──────── DATASET CONTENT ────────
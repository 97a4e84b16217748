//! Numeric validation.
//!
//! [`NumberSchema`] accepts JSON numbers and numeric strings, producing `f64`.

use std::ops::RangeInclusive;

use serde_json::{Number, Value};
use stillwater::Validation;

use crate::error::{ErrorCode, SchemaError, SchemaErrors};
use crate::path::JsonPath;
use crate::ValidationResult;

use super::traits::SchemaLike;

/// Largest magnitude below which every integral `f64` is exact.
const MAX_SAFE_INTEGER: f64 = 9_007_199_254_740_991.0;

#[derive(Clone)]
enum NumberConstraint {
    Min { value: f64, message: Option<String> },
    Max { value: f64, message: Option<String> },
    Integer { message: Option<String> },
    Positive { message: Option<String> },
}

/// A validator for numbers.
///
/// Strings are coerced first: the whole string (ignoring surrounding
/// whitespace) must be a finite decimal number, so `"12"` and `" 4.5 "` are
/// accepted while `""`, `"12abc"` and `"NaN"` are `invalid_type`. After the
/// type check every violated constraint is reported.
///
/// # Example
///
/// ```rust
/// use fablecheck::prelude::*;
/// use serde_json::json;
///
/// let chapter = Schema::number().integer().positive();
///
/// assert_eq!(chapter.parse(&json!("4")).unwrap(), 4.0);
///
/// let errors = chapter.safe_parse(&json!(-1.5)).into_result().unwrap_err();
/// assert_eq!(errors.codes(), vec![ErrorCode::InvalidInteger, ErrorCode::InvalidPositive]);
/// ```
#[derive(Clone)]
pub struct NumberSchema {
    constraints: Vec<NumberConstraint>,
    type_error_message: Option<String>,
}

impl NumberSchema {
    pub fn new() -> Self {
        Self {
            constraints: Vec::new(),
            type_error_message: None,
        }
    }

    /// Inclusive lower bound.
    pub fn min(mut self, value: f64) -> Self {
        self.constraints.push(NumberConstraint::Min {
            value,
            message: None,
        });
        self
    }

    /// Inclusive upper bound.
    pub fn max(mut self, value: f64) -> Self {
        self.constraints.push(NumberConstraint::Max {
            value,
            message: None,
        });
        self
    }

    /// Shorthand for `.min(start).max(end)`.
    ///
    /// ```rust
    /// use fablecheck::prelude::*;
    /// use serde_json::json;
    ///
    /// let rating = Schema::number().range(1.0..=5.0);
    /// assert!(rating.safe_parse(&json!(5)).is_success());
    /// assert!(rating.safe_parse(&json!(0)).is_failure());
    /// ```
    pub fn range(self, range: RangeInclusive<f64>) -> Self {
        self.min(*range.start()).max(*range.end())
    }

    /// Requires a whole number.
    pub fn integer(mut self) -> Self {
        self.constraints
            .push(NumberConstraint::Integer { message: None });
        self
    }

    /// Requires a value greater than zero.
    pub fn positive(mut self) -> Self {
        self.constraints
            .push(NumberConstraint::Positive { message: None });
        self
    }

    /// Overrides the message of the most recently added constraint, or of the
    /// type error when no constraint has been added yet.
    pub fn error(mut self, message: impl Into<String>) -> Self {
        if let Some(last) = self.constraints.last_mut() {
            match last {
                NumberConstraint::Min { message: m, .. } => *m = Some(message.into()),
                NumberConstraint::Max { message: m, .. } => *m = Some(message.into()),
                NumberConstraint::Integer { message: m } => *m = Some(message.into()),
                NumberConstraint::Positive { message: m } => *m = Some(message.into()),
            }
        } else {
            self.type_error_message = Some(message.into());
        }
        self
    }
}

impl Default for NumberSchema {
    fn default() -> Self {
        Self::new()
    }
}

impl SchemaLike for NumberSchema {
    type Output = f64;

    fn validate_input(&self, input: Option<&Value>, path: &JsonPath) -> ValidationResult<f64> {
        let n = match input.and_then(coerce) {
            Some(n) => n,
            None => {
                return Validation::Failure(super::type_mismatch(
                    path,
                    "number",
                    input,
                    self.type_error_message.as_ref(),
                ))
            }
        };

        let errors: Vec<SchemaError> = self
            .constraints
            .iter()
            .filter_map(|c| check_constraint(c, n, path))
            .collect();

        if errors.is_empty() {
            Validation::Success(n)
        } else {
            Validation::Failure(SchemaErrors::from_vec(errors))
        }
    }

    /// Whole numbers are emitted as JSON integers so validated output
    /// round-trips through integer-typed consumers.
    fn output_to_value(&self, output: f64) -> Value {
        if output.fract() == 0.0 && output.abs() <= MAX_SAFE_INTEGER {
            Value::Number(Number::from(output as i64))
        } else {
            Number::from_f64(output).map_or(Value::Null, Value::Number)
        }
    }
}

/// Reads a finite number from a JSON number or a numeric string.
fn coerce(value: &Value) -> Option<f64> {
    let n = match value {
        Value::Number(num) => num.as_f64()?,
        Value::String(s) => parse_strict(s)?,
        _ => return None,
    };
    n.is_finite().then_some(n)
}

/// Whole-string decimal parse; rejects empty input, trailing garbage and the
/// textual infinities/NaN `f64::from_str` would otherwise accept.
fn parse_strict(s: &str) -> Option<f64> {
    let s = s.trim();
    let looks_numeric = !s.is_empty()
        && s
            .chars()
            .all(|c| c.is_ascii_digit() || matches!(c, '.' | '-' | '+' | 'e' | 'E'));
    if !looks_numeric {
        return None;
    }
    s.parse::<f64>().ok()
}

fn check_constraint(
    constraint: &NumberConstraint,
    n: f64,
    path: &JsonPath,
) -> Option<SchemaError> {
    let (code, message, default_message) = match constraint {
        NumberConstraint::Min { value, message } if n < *value => (
            ErrorCode::TooSmall,
            message,
            format!("must be at least {}, got {}", value, n),
        ),
        NumberConstraint::Max { value, message } if n > *value => (
            ErrorCode::TooBig,
            message,
            format!("must be at most {}, got {}", value, n),
        ),
        NumberConstraint::Integer { message } if n.fract() != 0.0 => (
            ErrorCode::InvalidInteger,
            message,
            format!("must be an integer, got {}", n),
        ),
        NumberConstraint::Positive { message } if n <= 0.0 => (
            ErrorCode::InvalidPositive,
            message,
            format!("must be positive, got {}", n),
        ),
        _ => return None,
    };

    let message = message.clone().unwrap_or(default_message);
    Some(SchemaError::new(path.clone(), code, message))
}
────────
#### WORK TASK:
Would you retype the records above without changing a word?

#### RESPONSE BELOW:
repository 97a4e84b16217748
//! Numeric validation.
//!
//! [`NumberSchema`] accepts JSON numbers and numeric strings, producing `f64`.

use std::ops::RangeInclusive;

use serde_json::{Number, Value};
use stillwater::Validation;

use crate::error::{ErrorCode, SchemaError, SchemaErrors};
use crate::path::JsonPath;
use crate::ValidationResult;

use super::traits::SchemaLike;

/// Largest magnitude below which every integral `f64` is exact.
const MAX_SAFE_INTEGER: f64 = 9_007_199_254_740_991.0;

#[derive(Clone)]
enum NumberConstraint {
    Min { value: f64, message: Option<String> },
    Max { value: f64, message: Option<String> },
    Integer { message: Option<String> },
    Positive { message: Option<String> },
}

/// A validator for numbers.
///
/// Strings are coerced first: the whole string (ignoring surrounding
/// whitespace) must be a finite decimal number, so `"12"` and `" 4.5 "` are
/// accepted while `""`, `"12abc"` and `"NaN"` are `invalid_type`. After the
/// type check every violated constraint is reported.
///
/// # Example
///
/// ```rust
/// use fablecheck::prelude::*;
/// use serde_json::json;
///
/// let chapter = Schema::number().integer().positive();
///
/// assert_eq!(chapter.parse(&json!("4")).unwrap(), 4.0);
///
/// let errors = chapter.safe_parse(&json!(-1.5)).into_result().unwrap_err();
/// assert_eq!(errors.codes(), vec![ErrorCode::InvalidInteger, ErrorCode::InvalidPositive]);
/// ```
#[derive(Clone)]
pub struct NumberSchema {
    constraints: Vec<NumberConstraint>,
    type_error_message: Option<String>,
}

impl NumberSchema {
    pub fn new() -> Self {
        Self {
            constraints: Vec::new(),
            type_error_message: None,
        }
    }

    /// Inclusive lower bound.
    pub fn min(mut self, value: f64) -> Self {
        self.constraints.push(NumberConstraint::Min {
            value,
            message: None,
        });
        self
    }

    /// Inclusive upper bound.
    pub fn max(mut self, value: f64) -> Self {
        self.constraints.push(NumberConstraint::Max {
            value,
            message: None,
        });
        self
    }

    /// Shorthand for `.min(start).max(end)`.
    ///
    /// ```rust
    /// use fablecheck::prelude::*;
    /// use serde_json::json;
    ///
    /// let rating = Schema::number().range(1.0..=5.0);
    /// assert!(rating.safe_parse(&json!(5)).is_success());
    /// assert!(rating.safe_parse(&json!(0)).is_failure());
    /// ```
    pub fn range(self, range: RangeInclusive<f64>) -> Self {
        self.min(*range.start()).max(*range.end())
    }

    /// Requires a whole number.
    pub fn integer(mut self) -> Self {
        self.constraints
            .push(NumberConstraint::Integer { message: None });
        self
    }

    /// Requires a value greater than zero.
    pub fn positive(mut self) -> Self {
        self.constraints
            .push(NumberConstraint::Positive { message: None });
        self
    }

    /// Overrides the message of the most recently added constraint, or of the
    /// type error when no constraint has been added yet.
    pub fn error(mut self, message: impl Into<String>) -> Self {
        if let Some(last) = self.constraints.last_mut() {
            match last {
                NumberConstraint::Min { message: m, .. } => *m = Some(message.into()),
                NumberConstraint::Max { message: m, .. } => *m = Some(message.into()),
                NumberConstraint::Integer { message: m } => *m = Some(message.into()),
                NumberConstraint::Positive { message: m } => *m = Some(message.into()),
            }
        } else {
            self.type_error_message = Some(message.into());
        }
        self
    }
}

impl Default for NumberSchema {
    fn default() -> Self {
        Self::new()
    }
}

impl SchemaLike for NumberSchema {
    type Output = f64;

    fn validate_input(&self, input: Option<&Value>, path: &JsonPath) -> ValidationResult<f64> {
        let n = match input.and_then(coerce) {
            Some(n) => n,
            None => {
                return Validation::Failure(super::type_mismatch(
                    path,
                    "number",
                    input,
                    self.type_error_message.as_ref(),
                ))
            }
        };

        let errors: Vec<SchemaError> = self
            .constraints
            .iter()
            .filter_map(|c| check_constraint(c, n, path))
            .collect();

        if errors.is_empty() {
            Validation::Success(n)
        } else {
            Validation::Failure(SchemaErrors::from_vec(errors))
        }
    }

    /// Whole numbers are emitted as JSON integers so validated output
    /// round-trips through integer-typed consumers.
    fn output_to_value(&self, output: f64) -> Value {
        if output.fract() == 0.0 && output.abs() <= MAX_SAFE_INTEGER {
            Value::Number(Number::from(output as i64))
        } else {
            Number::from_f64(output).map_or(Value::Null, Value::Number)
        }
    }
}

/// Reads a finite number from a JSON number or a numeric string.
fn coerce(value: &Value) -> Option<f64> {
    let n = match value {
        Value::Number(num) => num.as_f64()?,
        Value::String(s) => parse_strict(s)?,
        _ => return None,
    };
    n.is_finite().then_some(n)
}

/// Whole-string decimal parse; rejects empty input, trailing garbage and the
/// textual infinities/NaN `f64::from_str` would otherwise accept.
fn parse_strict(s: &str) -> Option<f64> {
    let s = s.trim();
    let looks_numeric = !s.is_empty()
        && s
            .chars()
            .all(|c| c.is_ascii_digit() || matches!(c, '.' | '-' | '+' | 'e' | 'E'));
    if !looks_numeric {
        return None;
    }
    s.parse::<f64>().ok()
}

fn check_constraint(
    constraint: &NumberConstraint,
    n: f64,
    path: &JsonPath,
) -> Option<SchemaError> {
    let (code, message, default_message) = match constraint {
        NumberConstraint::Min { value, message } if n < *value => (
            ErrorCode::TooSmall,
            message,
            format!("must be at least {}, got {}", value, n),
        ),
        NumberConstraint::Max { value, message } if n > *value => (
            ErrorCode::TooBig,
            message,
            format!("must be at most {}, got {}", value, n),
        ),
        NumberConstraint::Integer { message } if n.fract() != 0.0 => (
            ErrorCode::InvalidInteger,
            message,
            format!("must be an integer, got {}", n),
        ),
        NumberConstraint::Positive { message } if n <= 0.0 => (
            ErrorCode::InvalidPositive,
            message,
            format!("must be positive, got {}", n),
        ),
        _ => return None,
    };

    let message = message.clone().unwrap_or(default_message);
    Some(SchemaError::new(path.clone(), code, message))
}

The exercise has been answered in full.